#### Task:
Only the lines holding "client" are wanted; find them in the listing and return each one.

#### Data for this exercise:
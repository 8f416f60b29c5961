//! Gemini adapter implementing [`ProviderAdapter`].

use async_trait::async_trait;
use relay_core::messages::{Role, split_system};
use reqwest::header::{CONTENT_TYPE, HeaderMap, HeaderValue};
use tracing::{debug, instrument};

use super::stream_handler::process_chunk;
use super::types::{
    GeminiContent, GeminiRequest, GeminiStreamChunk, GenerationConfig, GoogleConfig,
    SystemInstruction, TextPart,
};
use crate::provider::{
    ModelRequest, ProviderAdapter, ProviderError, ProviderFamily, ProviderResult, RawStream,
};
use crate::sse::SseParserOptions;
use crate::stream_pipeline::{send_checked, sse_to_chunk_stream};

/// Gemini `streamGenerateContent` adapter.
#[derive(Clone, Debug)]
pub struct GoogleAdapter {
    config: GoogleConfig,
    client: reqwest::Client,
}

impl GoogleAdapter {
    /// Create an adapter sharing `client`'s connection pool.
    pub fn new(config: GoogleConfig, client: reqwest::Client) -> Self {
        Self { config, client }
    }

    fn build_headers(&self) -> ProviderResult<HeaderMap> {
        let mut headers = HeaderMap::new();
        let _ = headers.insert(CONTENT_TYPE, HeaderValue::from_static("application/json"));
        let _ = headers.insert(
            "x-goog-api-key",
            HeaderValue::from_str(&self.config.api_key).map_err(|e| ProviderError::Auth {
                message: format!("invalid API key header: {e}"),
            })?,
        );
        Ok(headers)
    }

    fn stream_url(&self, model: &str) -> String {
        format!(
            "{}/models/{model}:streamGenerateContent?alt=sse",
            self.config.base_url
        )
    }

    /// Build the request body.
    pub fn build_request(request: &ModelRequest) -> GeminiRequest {
        let (system, turns) = split_system(&request.messages);
        let contents = turns
            .into_iter()
            .map(|m| GeminiContent {
                role: match m.role {
                    Role::Assistant => "model",
                    Role::User | Role::System => "user",
                },
                parts: vec![TextPart {
                    text: m.content.clone(),
                }],
            })
            .collect();

        let generation_config = GenerationConfig {
            max_output_tokens: request.options.max_tokens,
            temperature: request.options.temperature,
            stop_sequences: request.options.stop_sequences.clone(),
        };

        GeminiRequest {
            contents,
            system_instruction: system.map(|text| SystemInstruction {
                parts: vec![TextPart { text }],
            }),
            generation_config: (!generation_config.is_empty()).then_some(generation_config),
        }
    }
}

#[async_trait]
impl ProviderAdapter for GoogleAdapter {
    fn family(&self) -> ProviderFamily {
        ProviderFamily::Google
    }

    #[instrument(skip_all, fields(provider = "google", model = %request.model))]
    async fn open(&self, request: &ModelRequest) -> ProviderResult<RawStream> {
        let body = Self::build_request(request);
        let url = self.stream_url(&request.model);

        debug!(
            content_count = body.contents.len(),
            has_system = body.system_instruction.is_some(),
            "sending Gemini request"
        );

        let response = send_checked(
            ProviderFamily::Google,
            self.client.post(&url).headers(self.build_headers()?).json(&body),
        )
        .await?;

        Ok(sse_to_chunk_stream::<GeminiStreamChunk, _, _>(
            ProviderFamily::Google,
            response,
            &SseParserOptions::default(),
            (),
            process_chunk,
        ))
    }
}

// ─────────────────────────────────────────────────────────────────────────────
// Tests
// ─────────────────────────────────────────────────────────────────────────────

#### Solution to this problem:
    client: reqwest::Client,
    /// Create an adapter sharing `client`'s connection pool.
    pub fn new(config: GoogleConfig, client: reqwest::Client) -> Self {
        Self { config, client }
            self.client.post(&url).headers(self.build_headers()?).json(&body),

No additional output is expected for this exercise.